El caso de María Salmerón, condenada varias veces por incumplir el régimen de visitas e indultada por el Gobierno, es un ejemplo de libro de esta denominada violencia económica. El banco -Deutsche Bank- acaba de iniciar el proceso de embargo del piso en el que vive con su hija tras no poder asumir las indemnizaciones y costas atrasadas de los juicios y condenas que ha ido acumulando. En total, unos 80.000 euros. “Lo que quiere es asfixiarme económicamente y verme en la cárcel”, explica Salmerón, que asegura que cada mes le retienen un 30% de su nómina como auxiliar de enfermería. Los indultos concedidos están condicionados por ley al pago de estas indemnizaciones. Ahora ha iniciado una campaña de crowdfunding para recaudar el máximo posible. “Esto es, además, violencia institucional”, añade.
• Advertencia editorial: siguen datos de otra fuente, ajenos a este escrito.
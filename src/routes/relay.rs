// ABOUTME: Resolves one backend call into one HTTP response for the proxy handlers
// ABOUTME: Implements the success / upstream-error / network-failure branches with or without fallback
//
// SPDX-License-Identifier: MIT OR Apache-2.0
// Copyright (c) 2025 Pierre Fitness Intelligence

//! Backend reply resolution
//!
//! Every handler makes exactly one backend call and hands the result here.
//! Two policies exist:
//!
//! - [`resolve_with_fallback`]: upstream error statuses and refused
//!   connections are replaced by an offline payload (status 200).
//! - [`resolve_passthrough`]: upstream error bodies are surfaced with their
//!   original status and a refused connection becomes 503.
//!
//! Under both policies an unparseable body is a 502 and any other transport
//! failure is a 500.

use crate::chatkit::{is_backend_offline_error, respond_with_offline_payload, FallbackReason};
use crate::errors::{AppError, AppResult};
use crate::external::{BackendBody, BackendError, BackendReply};
use crate::resources::ProxyResources;
use axum::{
    extract::Query,
    http::{StatusCode, Uri},
    response::{IntoResponse, Response},
    Json,
};
use serde::de::DeserializeOwned;
use serde_json::{json, Value};
use tracing::{debug, error, warn};

/// Resolve a backend result for an endpoint that degrades to offline payloads
pub fn resolve_with_fallback<O, L>(
    resources: &ProxyResources,
    endpoint: &str,
    result: Result<BackendReply, BackendError>,
    offline: O,
    on_live: L,
) -> Response
where
    O: FnOnce() -> Value,
    L: FnOnce(Value) -> Value,
{
    match result {
        Ok(BackendReply {
            status,
            body: BackendBody::Malformed { snippet, reason },
        }) => invalid_backend_response(resources, endpoint, status, &snippet, &reason)
            .into_response(),
        Ok(BackendReply {
            status,
            body: BackendBody::Json(value),
        }) if status.is_success() => {
            debug!(endpoint, %status, "Relaying live RAG backend response");
            (status, Json(on_live(value))).into_response()
        }
        Ok(BackendReply {
            status,
            body: BackendBody::Json(value),
        }) => {
            warn!(
                endpoint,
                %status,
                backend_body = %value,
                "RAG backend returned an error status, serving offline payload"
            );
            respond_with_offline_payload(offline(), FallbackReason::BackendStatus(status.as_u16()))
        }
        Err(e) if is_backend_offline_error(&e) => {
            warn!(endpoint, error = %e, "RAG backend is offline, serving offline payload");
            respond_with_offline_payload(offline(), FallbackReason::BackendOffline)
        }
        Err(e) => internal_error(resources, endpoint, &e).into_response(),
    }
}

/// Resolve a backend result for the generic endpoint, surfacing raw errors
pub fn resolve_passthrough(
    resources: &ProxyResources,
    endpoint: &str,
    result: Result<BackendReply, BackendError>,
) -> Response {
    match result {
        Ok(BackendReply {
            status,
            body: BackendBody::Malformed { snippet, reason },
        }) => invalid_backend_response(resources, endpoint, status, &snippet, &reason)
            .into_response(),
        Ok(BackendReply {
            status,
            body: BackendBody::Json(value),
        }) => {
            if status.is_success() {
                debug!(endpoint, %status, "Relaying live RAG backend response");
            } else {
                warn!(endpoint, %status, "Surfacing RAG backend error response");
            }
            (status, Json(value)).into_response()
        }
        Err(e) if is_backend_offline_error(&e) => {
            warn!(endpoint, error = %e, "RAG backend is offline");
            backend_not_running(resources).into_response()
        }
        Err(e) => internal_error(resources, endpoint, &e).into_response(),
    }
}

/// Parse an inbound JSON body
///
/// # Errors
///
/// Returns a 400 error when the body is not valid JSON for `T`
pub fn parse_json_body<T: DeserializeOwned>(body: &[u8]) -> AppResult<T> {
    serde_json::from_slice(body).map_err(|e| {
        AppError::invalid_input("Invalid JSON body").with_details(json!({ "reason": e.to_string() }))
    })
}

/// Parse an inbound query string
///
/// # Errors
///
/// Returns a 400 error when the query cannot be decoded into `T`, for
/// example when a single-valued parameter is repeated
pub fn parse_query<T: DeserializeOwned>(uri: &Uri) -> AppResult<T> {
    Query::try_from_uri(uri).map(|Query(value)| value).map_err(|e| {
        AppError::invalid_input("Invalid query string")
            .with_details(json!({ "reason": e.body_text() }))
    })
}

fn invalid_backend_response(
    resources: &ProxyResources,
    endpoint: &str,
    status: StatusCode,
    snippet: &str,
    reason: &str,
) -> AppError {
    error!(
        endpoint,
        %status,
        reason,
        body_preview = snippet,
        "RAG backend returned a body that is not valid JSON"
    );
    let details = if resources.expose_internal_errors() {
        json!({ "status": status.as_u16(), "reason": reason, "body_preview": snippet })
    } else {
        json!({ "status": status.as_u16() })
    };
    AppError::invalid_backend_response(format!(
        "The RAG backend returned a response that is not valid JSON (status {})",
        status.as_u16()
    ))
    .with_details(details)
}

fn backend_not_running(resources: &ProxyResources) -> AppError {
    let base_url = resources.backend.base_url();
    AppError::backend_not_running(format!(
        "The RAG backend is not running at {base_url}. Start the Python backend and try again."
    ))
    .with_details(json!({ "backend_url": base_url }))
}

fn internal_error(resources: &ProxyResources, endpoint: &str, e: &BackendError) -> AppError {
    error!(endpoint, error = %e, "RAG backend request failed");
    AppError::internal(format!("Failed to reach RAG backend: {e}"))
        .with_details(json!({ "type": error_kind(e) }))
        .redact_internal(resources.expose_internal_errors())
}

const fn error_kind(e: &BackendError) -> &'static str {
    match e {
        BackendError::ConnectionRefused { .. } => "connection_refused",
        BackendError::Timeout { .. } => "timeout",
        BackendError::Request { .. } => "request",
        BackendError::InvalidUrl { .. } => "invalid_url",
        BackendError::Build(_) => "client_build",
    }
}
Su historia comienza cuando la Justicia consideró que la condena previa que pesaba sobre el exmarido por maltratarla durante el matrimonio –21 meses de cárcel– no era un obstáculo para que pudiera ejercer sus funciones como padre. Una jueza incluso llegó a otorgarle la custodia, posteriormente recuperada por Salmerón tras una batalla judicial que terminó después de que la menor fuera escuchada en los tribunales. La conclusión fue que no quería estar con su padre. El pacto de Estado sí propone ahora establecer el carácter imperativo de la suspensión del régimen de visitas en todos los casos en los que el menor hubiera presenciado, sufrido o convivido con manifestaciones de violencia. Pero ahora hay que adaptar las leyes.
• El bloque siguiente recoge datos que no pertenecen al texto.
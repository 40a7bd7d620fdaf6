// ABOUTME: System-wide constants for the RAG ChatKit proxy
// ABOUTME: Environment variable names, defaults, wire header names, and backend route paths
//
// SPDX-License-Identifier: MIT OR Apache-2.0
// Copyright (c) 2025 Pierre Fitness Intelligence

//! # Constants Module
//!
//! Hardcoded values shared by the configuration layer, the backend client,
//! and the route handlers.

/// Environment variable names read at startup
pub mod env_config {
    /// Base URL of the Python RAG backend
    pub const PYTHON_BACKEND_URL: &str = "PYTHON_BACKEND_URL";
    /// Proxy listen port
    pub const HTTP_PORT: &str = "HTTP_PORT";
    /// Alternate port variable used by most hosting platforms
    pub const PORT: &str = "PORT";
    /// Proxy bind address
    pub const HOST: &str = "HOST";
    /// Deployment environment (development, production, testing)
    pub const ENVIRONMENT: &str = "ENVIRONMENT";
    /// Node-style deployment environment, consulted when `ENVIRONMENT` is unset
    pub const NODE_ENV: &str = "NODE_ENV";
    /// Comma-separated CORS origins or `*`
    pub const CORS_ALLOWED_ORIGINS: &str = "CORS_ALLOWED_ORIGINS";
    /// Optional whole-request timeout for backend calls, in seconds
    pub const BACKEND_TIMEOUT_SECS: &str = "BACKEND_TIMEOUT_SECS";
    /// Optional connect timeout for backend calls, in seconds
    pub const BACKEND_CONNECT_TIMEOUT_SECS: &str = "BACKEND_CONNECT_TIMEOUT_SECS";
}

/// Default configuration values
pub mod defaults {
    /// Loopback address of the Python backend during local development
    pub const PYTHON_BACKEND_URL: &str = "http://127.0.0.1:8000";
    /// Default bind address
    pub const HOST: &str = "127.0.0.1";
    /// Default listen port
    pub const HTTP_PORT: u16 = 3000;
}

/// Service identification used in logs and health responses
pub mod service_names {
    /// Service name reported by logging and `/health`
    pub const RAG_CHATKIT_PROXY: &str = "rag-chatkit-proxy";
}

/// Header names and values exchanged with the browser client
pub mod headers {
    /// Marks a response body as synthesized rather than sourced from the backend
    pub const RAG_BACKEND_STATUS: &str = "x-rag-backend-status";
    /// Value of [`RAG_BACKEND_STATUS`] on every fallback response
    pub const BACKEND_STATUS_OFFLINE: &str = "offline";
    /// Request correlation header
    pub const REQUEST_ID: &str = "x-request-id";
}

/// Fallback reason codes attached to `context.fallback_reason`
pub mod fallback {
    /// The backend process could not be reached at all
    pub const BACKEND_OFFLINE: &str = "backend-offline";
    /// Prefix for reasons derived from an upstream HTTP status
    pub const BACKEND_STATUS_PREFIX: &str = "backend-status-";
    /// Agent reported by offline bootstrap and state payloads
    pub const OFFLINE_AGENT: &str = "classification";
    /// Thread identifier used by the offline bootstrap payload
    pub const OFFLINE_THREAD_ID: &str = "offline-thread";
    /// Reply used by the offline simple-chat payload
    pub const DEMO_MODE_RESPONSE: &str = "The AI assistant is running in demo mode because the RAG backend is offline. \
Start the Python backend to get answers grounded in your project data.";
}

/// Paths on the Python backend
pub mod backend_paths {
    /// Generic ChatKit endpoint
    pub const RAG_CHATKIT: &str = "/rag-chatkit";
    /// Conversation bootstrap endpoint
    pub const RAG_CHATKIT_BOOTSTRAP: &str = "/rag-chatkit/bootstrap";
    /// Conversation state endpoint
    pub const RAG_CHATKIT_STATE: &str = "/rag-chatkit/state";
    /// Non-streaming chat endpoint
    pub const RAG_CHAT_SIMPLE: &str = "/api/rag-chat-simple";
}

/// Error-code substrings recognized on loosely typed error values
pub mod error_markers {
    /// Platform code for a refused TCP connection
    pub const CONNECTION_REFUSED_CODE: &str = "ECONNREFUSED";
    /// Message fragment produced by fetch-style clients on connect failure
    pub const FETCH_FAILED: &str = "fetch failed";
}

/// Response-shaping limits
pub mod limits {
    /// Characters of an unparseable backend body kept for diagnostics
    pub const MALFORMED_BODY_SNIPPET_CHARS: usize = 200;
}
La necesidad de tener trabajo

Luisa, de todas formas, no quiere mirar atrás: “Él lleva seis años sin ver a sus hijos. A mí ya no me da pena de él. Él sabrá. A mí me dejó la autoestima por los suelos, no comía, no dormía, no era yo. A mí no me ha querido nunca. Y ahora lo único que quiero es un trabajo y que mis hijos salgan adelante. El pequeño, cuando aún vivíamos con el padre, no quería ir al colegio, hasta que nos dijo la psicóloga por qué no quería ir. Mi hija la mayor sí es muy estudiosa”, prosigue orgullosa.
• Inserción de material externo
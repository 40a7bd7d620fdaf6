// ABOUTME: Simple (non-streaming) RAG chat route with offline demo-mode fallback
// ABOUTME: Validates the message, forwards to the backend once, and never surfaces backend outages
//
// SPDX-License-Identifier: MIT OR Apache-2.0
// Copyright (c) 2025 Pierre Fitness Intelligence

//! Simple chat routes
//!
//! `POST /api/rag-chat` (also mounted at `/api/rag-chat-simple`) accepts
//! `{message, thread_id?, history?}`. Empty messages are rejected before any
//! backend call. Backend outages and error statuses yield the demo-mode reply
//! with status 200.

use super::relay::{parse_json_body, resolve_with_fallback};
use crate::chatkit::{build_offline_simple_chat_response, ChatRequest, ChatResponse};
use crate::constants::backend_paths;
use crate::errors::AppResult;
use crate::resources::ProxyResources;
use axum::{body::Bytes, extract::State, response::Response, routing::post, Router};
use serde_json::{json, Value};
use std::sync::Arc;
use tracing::info;

/// Chat routes handler
pub struct RagChatRoutes;

impl RagChatRoutes {
    /// Create all simple-chat routes
    pub fn routes(resources: Arc<ProxyResources>) -> Router {
        Router::new()
            .route("/api/rag-chat", post(Self::handle_chat))
            .route("/api/rag-chat-simple", post(Self::handle_chat))
            .with_state(resources)
    }

    async fn handle_chat(
        State(resources): State<Arc<ProxyResources>>,
        body: Bytes,
    ) -> AppResult<Response> {
        let request: ChatRequest = if body.iter().all(u8::is_ascii_whitespace) {
            ChatRequest::default()
        } else {
            parse_json_body(&body)?
        };
        let message = request.validated_message()?;
        let thread_id = request.thread_id.as_deref();

        info!(
            thread_id = thread_id.unwrap_or("none"),
            history_len = request.history.len(),
            "Forwarding chat message to RAG backend"
        );

        let result = resources
            .backend
            .post_json(
                backend_paths::RAG_CHAT_SIMPLE,
                &request.backend_payload(message),
            )
            .await;

        Ok(resolve_with_fallback(
            &resources,
            "rag-chat",
            result,
            || chat_response_value(build_offline_simple_chat_response(message, thread_id)),
            |live| with_thread_id(live, thread_id),
        ))
    }
}

fn chat_response_value(reply: ChatResponse) -> Value {
    json!({
        "response": reply.response,
        "retrieved": reply.retrieved,
        "thread_id": reply.thread_id,
    })
}

/// Echo the request thread id into a live reply that did not set one
fn with_thread_id(mut live: Value, thread_id: Option<&str>) -> Value {
    if let Value::Object(map) = &mut live {
        map.entry("thread_id")
            .or_insert_with(|| thread_id.map_or(Value::Null, |t| Value::String(t.to_owned())));
    }
    live
}
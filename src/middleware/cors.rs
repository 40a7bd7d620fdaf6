// ABOUTME: CORS middleware configuration for the proxy HTTP endpoints
// ABOUTME: Allows configured origins and exposes the offline marker header to browser clients
//
// SPDX-License-Identifier: MIT OR Apache-2.0
// Copyright (c) 2025 Pierre Fitness Intelligence

use crate::config::CorsConfig;
use crate::constants::headers::{RAG_BACKEND_STATUS, REQUEST_ID};
use http::{header::HeaderName, HeaderValue, Method};
use tower_http::cors::{AllowOrigin, CorsLayer};

/// Configure CORS settings for the proxy
///
/// `CORS_ALLOWED_ORIGINS` may be `*` (development) or a comma-separated list
/// of origins. `x-rag-backend-status` is exposed so browser code can tell live
/// responses from offline ones.
///
/// # Examples
///
/// ```bash
/// # Allow all origins (development)
/// export CORS_ALLOWED_ORIGINS="*"
///
/// # Allow specific origins (production)
/// export CORS_ALLOWED_ORIGINS="https://app.example.com,https://admin.example.com"
/// ```
#[must_use]
pub fn setup_cors(config: &CorsConfig) -> CorsLayer {
    let allow_origin = parse_allowed_origins(&config.allowed_origins);

    CorsLayer::new()
        .allow_origin(allow_origin)
        .allow_headers([
            HeaderName::from_static("content-type"),
            HeaderName::from_static("authorization"),
            HeaderName::from_static("x-requested-with"),
            HeaderName::from_static("accept"),
            HeaderName::from_static("origin"),
            HeaderName::from_static(REQUEST_ID),
        ])
        .allow_methods([Method::GET, Method::POST, Method::OPTIONS])
        .expose_headers([
            HeaderName::from_static(RAG_BACKEND_STATUS),
            HeaderName::from_static(REQUEST_ID),
        ])
}

fn parse_allowed_origins(raw: &str) -> AllowOrigin {
    if raw.trim().is_empty() || raw.trim() == "*" {
        return AllowOrigin::any();
    }

    let origins: Vec<HeaderValue> = raw
        .split(',')
        .filter_map(|s| {
            let trimmed = s.trim();
            if trimmed.is_empty() {
                None
            } else {
                HeaderValue::from_str(trimmed).ok()
            }
        })
        .collect();

    if origins.is_empty() {
        AllowOrigin::any()
    } else {
        AllowOrigin::list(origins)
    }
}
Durante los primeros nueve meses tras la separación estuvo viviendo con su hermana. “Él se instaló en la casa y aprovechamos un día de Navidad que no estaba para entrar y quedarnos. Llegó a llamar a la Policía para que nos echaran. Pero claro, le enseñé los papeles judiciales y lo echaron”, recuerda ya con la tranquilidad que le da vivir sin ser esclava de nadie. “Ahora mismo yo me siento desamparada. Después de veintitantos años con él, me decido a dar el paso y no tengo ayuda de nadie. ¿Qué hacemos? ¿Dónde vamos?”, pregunta insistentemente Rosa como una letanía. ¿Qué hacen? ¿Dónde van?